■ **The task**:
The complete listing below should be transcribed precisely.

■ **Dataset extract**:
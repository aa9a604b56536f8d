//! The TOML declaration surface.
//!
//! A declaration names one managed Hipache instance: package name, version,
//! config path, per-option values (flattened at the top level), and an
//! optional `[config]` table that overrides every structured option. A
//! missing declaration file yields all defaults.
//!
//! ```toml
//! version = "0.3.1"
//! config_path = "/etc/hipache/hipache.json"
//! https_port = 8443
//! https_bind = "0.0.0.0"
//! ```

use crate::error::{Error, Result};
use crate::settings::{ProxySettings, Version};
use anyhow::Context;
use serde::Deserialize;
use std::collections::BTreeMap;
use std::path::{Path, PathBuf};

/// Default location of the declaration file.
pub const DEFAULT_DECLARATION: &str = "/etc/hipachectl.toml";

/// A declared Hipache instance, as read from TOML and CLI flags.
#[derive(Debug, Clone, Deserialize)]
pub struct Declaration {
    /// Package and service name
    #[serde(default = "default_name")]
    pub name: String,

    /// Requested package version, `latest` or `x.y.z`
    #[serde(default = "default_version")]
    pub version: String,

    /// Where the generated JSON config is written
    #[serde(default = "default_config_path")]
    pub config_path: PathBuf,

    /// Opaque full-config override; supersedes all structured options
    #[serde(default)]
    pub config: Option<toml::Table>,

    /// Structured per-option values, keyed by schema key
    #[serde(flatten)]
    pub options: BTreeMap<String, toml::Value>,
}

impl Default for Declaration {
    fn default() -> Self {
        Self {
            name: default_name(),
            version: default_version(),
            config_path: default_config_path(),
            config: None,
            options: BTreeMap::new(),
        }
    }
}

fn default_name() -> String {
    "hipache".to_string()
}

fn default_version() -> String {
    "latest".to_string()
}

fn default_config_path() -> PathBuf {
    PathBuf::from("/etc/hipache.json")
}

impl Declaration {
    /// Load a declaration from a TOML file, or defaults if it is missing.
    pub fn load(path: &Path) -> anyhow::Result<Self> {
        if !path.exists() {
            return Ok(Self::default());
        }
        let content = std::fs::read_to_string(path)
            .with_context(|| format!("could not read declaration file: {}", path.display()))?;
        let declaration: Self = toml::from_str(&content)
            .with_context(|| format!("invalid TOML in {}", path.display()))?;
        Ok(declaration)
    }

    /// The validated package version.
    pub fn version(&self) -> Result<Version> {
        self.version.parse()
    }

    /// The directory holding the config file.
    pub fn config_dir(&self) -> PathBuf {
        self.config_path
            .parent()
            .map_or_else(|| PathBuf::from("/"), Path::to_path_buf)
    }

    /// Build validated settings from this declaration.
    ///
    /// The override, when present, is installed first so that any
    /// structured option alongside it fails with
    /// `ConflictingConfiguration`. All schema validation and coercion
    /// happens here, before any reconciliation step runs.
    pub fn settings(&self) -> Result<ProxySettings> {
        let mut settings = ProxySettings::new();
        if let Some(config) = &self.config {
            let value = serde_json::to_value(config)?;
            match value {
                serde_json::Value::Object(map) => settings.set_override(map),
                other => {
                    return Err(Error::InvalidType {
                        key: "config".to_string(),
                        expected: "table",
                        actual: format!("{other}"),
                    });
                }
            }
        }
        for (key, value) in &self.options {
            settings.set(key, serde_json::to_value(value)?)?;
        }
        Ok(settings)
    }

    /// Validate everything that can fail without touching the system.
    pub fn validate(&self) -> Result<()> {
        self.version()?;
        self.settings()?;
        Ok(())
    }
}

#[cfg(test)]
mod tests {
    use super::*;
    use serde_json::json;

    fn parse(toml_text: &str) -> Declaration {
        toml::from_str(toml_text).unwrap()
    }

    #[test]
    fn empty_declaration_uses_defaults() {
        let declaration = parse("");
        assert_eq!(declaration.name, "hipache");
        assert_eq!(declaration.version().unwrap(), Version::Latest);
        assert_eq!(declaration.config_path, PathBuf::from("/etc/hipache.json"));
        assert_eq!(declaration.config_dir(), PathBuf::from("/etc"));
    }

    #[test]
    fn flattened_options_reach_settings() {
        let declaration = parse("https_port = 42\nhttps_bind = \"1.2.3.4\"\n");
        let settings = declaration.settings().unwrap();
        assert_eq!(settings.raw("https_port"), Some(&json!(42)));
        assert_eq!(settings.raw("https_bind"), Some(&json!("1.2.3.4")));
    }

    #[test]
    fn unknown_option_fails_validation() {
        let declaration = parse("shoes = 2\n");
        assert!(matches!(
            declaration.validate(),
            Err(Error::UnknownOption(_))
        ));
    }

    #[test]
    fn bad_version_fails_validation() {
        let declaration = parse("version = \"1.2\"\n");
        assert!(matches!(
            declaration.validate(),
            Err(Error::InvalidVersion(_))
        ));
    }

    #[test]
    fn config_table_becomes_the_override() {
        let declaration = parse("[config]\ndriver = \"redis://10.1.1.1:6379\"\n");
        let settings = declaration.settings().unwrap();
        let generated = crate::confgen::generate(&settings);
        assert_eq!(generated, json!({"driver": "redis://10.1.1.1:6379"}));
    }

    #[test]
    fn config_table_conflicts_with_structured_options() {
        let declaration = parse("workers = 3\n\n[config]\ndriver = \"x\"\n");
        assert!(matches!(
            declaration.settings(),
            Err(Error::ConflictingConfiguration(_))
        ));
    }

    #[test]
    fn load_missing_file_is_default() {
        let dir = tempfile::tempdir().unwrap();
        let declaration = Declaration::load(&dir.path().join("nope.toml")).unwrap();
        assert_eq!(declaration.name, "hipache");
    }

    #[test]
    fn load_reads_toml() {
        let dir = tempfile::tempdir().unwrap();
        let path = dir.path().join("hipache.toml");
        std::fs::write(&path, "version = \"1.2.3\"\nworkers = 4\n").unwrap();
        let declaration = Declaration::load(&path).unwrap();
        assert_eq!(
            declaration.version().unwrap(),
            Version::Pinned("1.2.3".into())
        );
        assert_eq!(
            declaration.settings().unwrap().raw("workers"),
            Some(&json!(4))
        );
    }
}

■ **Response**:
repository aa9a604b56536f8d
//! The TOML declaration surface.
//!
//! A declaration names one managed Hipache instance: package name, version,
//! config path, per-option values (flattened at the top level), and an
//! optional `[config]` table that overrides every structured option. A
//! missing declaration file yields all defaults.
//!
//! ```toml
//! version = "0.3.1"
//! config_path = "/etc/hipache/hipache.json"
//! https_port = 8443
//! https_bind = "0.0.0.0"
//! ```

use crate::error::{Error, Result};
use crate::settings::{ProxySettings, Version};
use anyhow::Context;
use serde::Deserialize;
use std::collections::BTreeMap;
use std::path::{Path, PathBuf};

/// Default location of the declaration file.
pub const DEFAULT_DECLARATION: &str = "/etc/hipachectl.toml";

/// A declared Hipache instance, as read from TOML and CLI flags.
#[derive(Debug, Clone, Deserialize)]
pub struct Declaration {
    /// Package and service name
    #[serde(default = "default_name")]
    pub name: String,

    /// Requested package version, `latest` or `x.y.z`
    #[serde(default = "default_version")]
    pub version: String,

    /// Where the generated JSON config is written
    #[serde(default = "default_config_path")]
    pub config_path: PathBuf,

    /// Opaque full-config override; supersedes all structured options
    #[serde(default)]
    pub config: Option<toml::Table>,

    /// Structured per-option values, keyed by schema key
    #[serde(flatten)]
    pub options: BTreeMap<String, toml::Value>,
}

impl Default for Declaration {
    fn default() -> Self {
        Self {
            name: default_name(),
            version: default_version(),
            config_path: default_config_path(),
            config: None,
            options: BTreeMap::new(),
        }
    }
}

fn default_name() -> String {
    "hipache".to_string()
}

fn default_version() -> String {
    "latest".to_string()
}

fn default_config_path() -> PathBuf {
    PathBuf::from("/etc/hipache.json")
}

impl Declaration {
    /// Load a declaration from a TOML file, or defaults if it is missing.
    pub fn load(path: &Path) -> anyhow::Result<Self> {
        if !path.exists() {
            return Ok(Self::default());
        }
        let content = std::fs::read_to_string(path)
            .with_context(|| format!("could not read declaration file: {}", path.display()))?;
        let declaration: Self = toml::from_str(&content)
            .with_context(|| format!("invalid TOML in {}", path.display()))?;
        Ok(declaration)
    }

    /// The validated package version.
    pub fn version(&self) -> Result<Version> {
        self.version.parse()
    }

    /// The directory holding the config file.
    pub fn config_dir(&self) -> PathBuf {
        self.config_path
            .parent()
            .map_or_else(|| PathBuf::from("/"), Path::to_path_buf)
    }

    /// Build validated settings from this declaration.
    ///
    /// The override, when present, is installed first so that any
    /// structured option alongside it fails with
    /// `ConflictingConfiguration`. All schema validation and coercion
    /// happens here, before any reconciliation step runs.
    pub fn settings(&self) -> Result<ProxySettings> {
        let mut settings = ProxySettings::new();
        if let Some(config) = &self.config {
            let value = serde_json::to_value(config)?;
            match value {
                serde_json::Value::Object(map) => settings.set_override(map),
                other => {
                    return Err(Error::InvalidType {
                        key: "config".to_string(),
                        expected: "table",
                        actual: format!("{other}"),
                    });
                }
            }
        }
        for (key, value) in &self.options {
            settings.set(key, serde_json::to_value(value)?)?;
        }
        Ok(settings)
    }

    /// Validate everything that can fail without touching the system.
    pub fn validate(&self) -> Result<()> {
        self.version()?;
        self.settings()?;
        Ok(())
    }
}

#[cfg(test)]
mod tests {
    use super::*;
    use serde_json::json;

    fn parse(toml_text: &str) -> Declaration {
        toml::from_str(toml_text).unwrap()
    }

    #[test]
    fn empty_declaration_uses_defaults() {
        let declaration = parse("");
        assert_eq!(declaration.name, "hipache");
        assert_eq!(declaration.version().unwrap(), Version::Latest);
        assert_eq!(declaration.config_path, PathBuf::from("/etc/hipache.json"));
        assert_eq!(declaration.config_dir(), PathBuf::from("/etc"));
    }

    #[test]
    fn flattened_options_reach_settings() {
        let declaration = parse("https_port = 42\nhttps_bind = \"1.2.3.4\"\n");
        let settings = declaration.settings().unwrap();
        assert_eq!(settings.raw("https_port"), Some(&json!(42)));
        assert_eq!(settings.raw("https_bind"), Some(&json!("1.2.3.4")));
    }

    #[test]
    fn unknown_option_fails_validation() {
        let declaration = parse("shoes = 2\n");
        assert!(matches!(
            declaration.validate(),
            Err(Error::UnknownOption(_))
        ));
    }

    #[test]
    fn bad_version_fails_validation() {
        let declaration = parse("version = \"1.2\"\n");
        assert!(matches!(
            declaration.validate(),
            Err(Error::InvalidVersion(_))
        ));
    }

    #[test]
    fn config_table_becomes_the_override() {
        let declaration = parse("[config]\ndriver = \"redis://10.1.1.1:6379\"\n");
        let settings = declaration.settings().unwrap();
        let generated = crate::confgen::generate(&settings);
        assert_eq!(generated, json!({"driver": "redis://10.1.1.1:6379"}));
    }

    #[test]
    fn config_table_conflicts_with_structured_options() {
        let declaration = parse("workers = 3\n\n[config]\ndriver = \"x\"\n");
        assert!(matches!(
            declaration.settings(),
            Err(Error::ConflictingConfiguration(_))
        ));
    }

    #[test]
    fn load_missing_file_is_default() {
        let dir = tempfile::tempdir().unwrap();
        let declaration = Declaration::load(&dir.path().join("nope.toml")).unwrap();
        assert_eq!(declaration.name, "hipache");
    }

    #[test]
    fn load_reads_toml() {
        let dir = tempfile::tempdir().unwrap();
        let path = dir.path().join("hipache.toml");
        std::fs::write(&path, "version = \"1.2.3\"\nworkers = 4\n").unwrap();
        let declaration = Declaration::load(&path).unwrap();
        assert_eq!(
            declaration.version().unwrap(),
            Version::Pinned("1.2.3".into())
        );
        assert_eq!(
            declaration.settings().unwrap().raw("workers"),
            Some(&json!(4))
        );
    }
}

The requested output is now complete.